I’m writing this article after a family visit to the new Christmas markets that have just opened in Verona. But first, I should explain what I mean by “new”. For some years now, the city has been a kind of unofficial Christmas capital for Italy, with a whole calendar of events attracting around two million visitors who fill the streets and squares, as they do their shopping or simply enjoy the magical atmosphere of the lights and decorations.
Piazza dei Signori, in the heart of the city’s old town and just off Piazza Erbe, is the traditional gathering point for Christmas shopping. And it’s also where you’ll find the Nuremburg Christmas market, which is the main attraction for tourists. Piazza Bra is the other Christmas hive of activity, with its traditional comet star sculpture surging out of the Arena, and the typical Veronese stalls of the Santa Lucia fair, to mark Saint Lucia’s Day (13 December). But this year, we have some newcomers: Christmas in Verona is no longer concentrated in one or two squares, but has now spread to many other parts of the city.

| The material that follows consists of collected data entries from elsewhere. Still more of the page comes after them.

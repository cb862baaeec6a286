#![forbid(unsafe_code)]

//! Validated timer delays and throttle policies.
//!
//! A [`Delay`] is always finite and non-negative. Building one from a
//! [`Duration`] cannot fail; building one from raw milliseconds (as read from
//! configuration files or environment variables) rejects negative, NaN, and
//! infinite input with [`TimingError::InvalidArgument`].

use std::fmt;
use std::time::Duration;

use serde::{Deserialize, Serialize};

use crate::error::TimingError;

/// A non-negative delay before a scheduled callback fires.
#[derive(Debug, Clone, Copy, PartialEq, Eq, PartialOrd, Ord, Hash, Default)]
pub struct Delay(Duration);

impl Delay {
    pub const ZERO: Self = Self(Duration::ZERO);

    #[must_use]
    pub const fn from_millis(ms: u64) -> Self {
        Self(Duration::from_millis(ms))
    }

    /// Parse a fractional millisecond count.
    pub fn try_from_millis_f64(ms: f64) -> Result<Self, TimingError> {
        if !ms.is_finite() || ms < 0.0 {
            return Err(TimingError::negative_delay(ms));
        }
        // `abs` folds -0.0 into 0.0.
        Duration::try_from_secs_f64(ms.abs() / 1000.0)
            .map(Self)
            .map_err(|_| TimingError::negative_delay(ms))
    }

    #[must_use]
    pub const fn as_duration(self) -> Duration {
        self.0
    }

    #[must_use]
    pub fn as_millis_f64(self) -> f64 {
        self.0.as_secs_f64() * 1000.0
    }

    #[must_use]
    pub const fn is_zero(self) -> bool {
        self.0.is_zero()
    }
}

impl fmt::Display for Delay {
    fn fmt(&self, f: &mut fmt::Formatter<'_>) -> fmt::Result {
        write!(f, "{}ms", self.as_millis_f64())
    }
}

impl From<Duration> for Delay {
    fn from(duration: Duration) -> Self {
        Self(duration)
    }
}

impl From<Delay> for Duration {
    fn from(delay: Delay) -> Self {
        delay.0
    }
}

/// Whole milliseconds.
impl From<u64> for Delay {
    fn from(ms: u64) -> Self {
        Self::from_millis(ms)
    }
}

impl TryFrom<f64> for Delay {
    type Error = TimingError;

    fn try_from(ms: f64) -> Result<Self, Self::Error> {
        Self::try_from_millis_f64(ms)
    }
}

impl TryFrom<i64> for Delay {
    type Error = TimingError;

    fn try_from(ms: i64) -> Result<Self, Self::Error> {
        u64::try_from(ms)
            .map(Self::from_millis)
            .map_err(|_| TimingError::negative_delay(ms as f64))
    }
}

/// Bare integer literals default to `i32`.
impl TryFrom<i32> for Delay {
    type Error = TimingError;

    fn try_from(ms: i32) -> Result<Self, Self::Error> {
        Self::try_from(i64::from(ms))
    }
}

/// What a throttled wrapper does with input that arrives while its window
/// is still open.
///
/// Under both policies, input that finds no open window is delivered
/// immediately and opens a window of the configured delay.
#[derive(Debug, Clone, Copy, PartialEq, Eq, Hash, Serialize, Deserialize)]
#[serde(rename_all = "kebab-case")]
pub enum ThrottlePolicy {
    /// Discard in-window input. Nothing fires when the window closes.
    DropLate,
    /// Keep the latest in-window input and deliver it once the window
    /// closes. The trailing delivery opens a new window.
    DeferTrailing,
}

impl fmt::Display for ThrottlePolicy {
    fn fmt(&self, f: &mut fmt::Formatter<'_>) -> fmt::Result {
        match self {
            Self::DropLate => f.write_str("drop-late"),
            Self::DeferTrailing => f.write_str("defer-trailing"),
        }
    }
}

#[cfg(test)]
mod tests {
    use super::*;

    #[test]
    fn from_duration_is_exact() {
        let delay = Delay::from(Duration::from_millis(300));
        assert_eq!(delay.as_duration(), Duration::from_millis(300));
    }

    #[test]
    fn fractional_millis_are_kept() {
        let delay = Delay::try_from(12.5).unwrap();
        assert!((delay.as_millis_f64() - 12.5).abs() < 1e-6);
        let whole = Delay::try_from(250.0).unwrap();
        assert_eq!(whole.as_duration(), Duration::from_millis(250));
    }

    #[test]
    fn zero_is_valid() {
        assert!(Delay::try_from(0.0).unwrap().is_zero());
        assert!(Delay::try_from(-0.0).unwrap().is_zero());
        assert!(Delay::try_from(0_i64).unwrap().is_zero());
    }

    #[test]
    fn negative_is_rejected() {
        assert!(matches!(
            Delay::try_from(-1.0),
            Err(TimingError::InvalidArgument { what: "delay", .. })
        ));
        assert!(matches!(
            Delay::try_from(-300_i64),
            Err(TimingError::InvalidArgument { .. })
        ));
    }

    #[test]
    fn plain_integer_literals_convert() {
        fn delay_of<D>(d: D) -> Result<Delay, TimingError>
        where
            D: TryInto<Delay>,
            TimingError: From<D::Error>,
        {
            Ok(d.try_into()?)
        }

        assert_eq!(delay_of(300).unwrap(), Delay::from_millis(300));
        assert_eq!(delay_of(300u64).unwrap(), Delay::from_millis(300));
        assert!(delay_of(-1).is_err());
        assert_eq!(Delay::from(45u64).as_duration(), Duration::from_millis(45));
    }

    #[test]
    fn non_finite_is_rejected() {
        assert!(Delay::try_from(f64::NAN).is_err());
        assert!(Delay::try_from(f64::INFINITY).is_err());
        assert!(Delay::try_from(f64::MAX).is_err());
    }

    #[test]
    fn display_in_millis() {
        assert_eq!(Delay::from_millis(250).to_string(), "250ms");
        assert_eq!(ThrottlePolicy::DeferTrailing.to_string(), "defer-trailing");
    }

    #[test]
    fn policy_serde_is_kebab_case() {
        let json = serde_json::to_string(&ThrottlePolicy::DropLate).unwrap();
        assert_eq!(json, "\"drop-late\"");
        let back: ThrottlePolicy = serde_json::from_str("\"defer-trailing\"").unwrap();
        assert_eq!(back, ThrottlePolicy::DeferTrailing);
    }

    mod props {
        use super::*;
        use proptest::prelude::*;

        proptest! {
            #[test]
            fn whole_millis_within_a_nanosecond(ms in 0u64..86_400_000) {
                let parsed = Delay::try_from_millis_f64(ms as f64).unwrap().as_duration();
                let exact = Duration::from_millis(ms);
                let diff = parsed.abs_diff(exact);
                prop_assert!(diff <= Duration::from_nanos(1), "{ms}ms off by {diff:?}");
            }

            #[test]
            fn negative_millis_always_rejected(ms in -1.0e12f64..-1.0e-9) {
                prop_assert!(Delay::try_from(ms).is_err());
            }

            #[test]
            fn i64_matches_u64_for_non_negative(ms in 0i64..i64::MAX) {
                prop_assert_eq!(Delay::try_from(ms).unwrap(), Delay::from_millis(ms as u64));
            }
        }
    }
}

To start with, there’s the wonderful riverside walkway of Lungadige San Giorgio. It is perhaps the most beautiful of the less familiar parts of Verona. The Christmas stalls have now arrived here too; you can nibble on artisan chocolate or warm yourself up with mulled wine, although the main attraction is a large funfair overlooking the river to delight both little ones and parents alike. It certainly gets my vote.
As you stroll towards the Ponte Pietra bridge in the evening, you can’t help but notice the illuminated funicular that takes you to up to Castel San Pietro. Only a few months’ old, you can take it (thus avoiding the steep but charming climb up the steps) to the top of the hill that overlooks the city, where you’ll find a lounge bar inside an igloo-shaped structure, ideal for an aperitif as you enjoy the best view of Verona.
One of the most undeservedly overlooked places in Verona has, this year, become part of the Christmas circuit. I’m talking about Piazza San Zeno, with its wonderful Romanesque basilica dedicated to the city’s patron saint. A well-known Veronese garden centre company has created an impressive nativity scene, whilst inside the cloister of the church is another nativity scene that is a joy to admire, made from recycled materials. And if you love this kind of thing, this year you can visit the international exhibition of nativity scenes in the Arena, now in its 31st year.
Anyone lucky enough to find themselves in Verona over the festive period should also visit Palazzo Forti, which specialises in well curated and organised monographic exhibitions. Currently – and until 28 February 2018 – it is showing the oversized portraits by the great Colombian artist Fernando Botero. But in one wing of the palace, there’s also another exhibition which, to my mind, is a must, although there’s no comparison in artistic terms. It’s called “I love Lego” and features reconstructions of real and fictitious settings made exclusively from these famous bricks. There’s also a reconstruction of Verona’s Piazza Erbe, which is a feast for the eyes.
Finally, to round off the celebrations, all you need is to raise a toast, accompanied by a slice of Verona’s finest sweet speciality: the pandoro. Merry Christmas to you all.